Exp Ther Med ; 21(3): 191, 2021 Mar.
Artigo em Inglês | MEDLINE | ID: mdl-33488800

RESUMO

Therapeutic drug monitoring is an essential tool when managing the therapeutic use of immunosuppressant cyclosporine A (CsA) in cases with solid organ transplantation. In China, the concentration of CsA is primarily measured using immunoassays. However, existing literature recommends mass spectrometry as the current gold standard for the quantitation of CsA. In the present study, it was attempted to develop a novel application to determine CsA concentrations by using ultra-performance liquid chromatography coupled to high-resolution mass spectrometry (UPLC-HRMS).
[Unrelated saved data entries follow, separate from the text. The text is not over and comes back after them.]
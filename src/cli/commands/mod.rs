pub mod config;
pub mod format;
pub mod goal;
pub mod ledger;
pub mod mbti;
pub mod system;

use std::path::Path;

use serde::Serialize;

use crate::errors::{CliError, FinbtiError};

use super::registry::{CommandEntry, CommandRegistry};

pub(crate) fn all_definitions() -> Vec<CommandEntry> {
    let mut commands = Vec::new();
    commands.extend(ledger::definitions());
    commands.extend(goal::definitions());
    commands.extend(mbti::definitions());
    commands.extend(format::definitions());
    commands.extend(config::definitions());
    commands.extend(system::definitions());
    commands
}

pub fn registry() -> CommandRegistry {
    CommandRegistry::new(all_definitions())
}

/// First positional argument as a path, or a usage error.
pub(crate) fn required_path<'a>(args: &[&'a str], usage: &str) -> Result<&'a Path, CliError> {
    args.first()
        .map(|arg| Path::new(*arg))
        .ok_or_else(|| CliError::Usage(usage.to_string()))
}

pub(crate) fn to_json<T: Serialize>(value: &T) -> Result<String, CliError> {
    let mut json = serde_json::to_string_pretty(value).map_err(FinbtiError::from)?;
    json.push('\n');
    Ok(json)
}

#[cfg(test)]
mod tests {
    use super::*;

    #[test]
    fn every_command_is_registered_once() {
        let definitions = all_definitions();
        let registry = registry();
        assert_eq!(registry.names().count(), definitions.len());
        for name in ["ledger", "goal", "goal-request", "mbti-scores", "mbti-answers", "help"] {
            assert!(registry.get(name).is_some(), "missing {name}");
        }
    }

    #[test]
    fn required_path_reports_usage() {
        let err = required_path(&[], "ledger <file>").expect_err("no args");
        assert_eq!(err.to_string(), "Usage: ledger <file>");
        assert_eq!(required_path(&["a.json"], "x").expect("path"), Path::new("a.json"));
    }
}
This technique was then compared with a commercially available chemiluminescent microparticle immunoassay (CMIA) and it was investigated how clinical factors may contribute to quantitation differences between the two methods. An UPLC-Orbitrap-MS method was developed to determine CsA concentrations and this method was validated using guidelines put forward by the Food and Drug Administration from the US. In total, 127 blood samples were acquired from patients undergoing kidney transplantation and analyzed by UPLC-HRMS and CMIA assays. The novel method provided sensitive, accurate and precise results. The mean CsA concentration measured by CMIA was significantly higher than that measured by UPLC-HRMS (85.70±48.99 vs. 67.06±34.56 ng/ml, P<0.0001). Passing Bablok analysis yielded a slope of 1.34 (95% CI: 1.22-1.47) and an intercept of -2.54 (95% CI: -10.29-5.52). A group of samples with a higher metabolic ratio (hydroxylated CsA/CsA>1) exhibited larger discrepancies, while a group of samples taken from patients with a longer post-transplantation time (>10 years) featured narrow 95% CIs from -15.32 to 65.69%, as determined by Bland-Altman analysis. In summary, a reliable, accurate and rapid UPLC-HRMS method for CsA analysis was successfully developed. The measurement of CsA by the CMIA assay in renal transplant patients should be further evaluated with a specific focus on positive bias.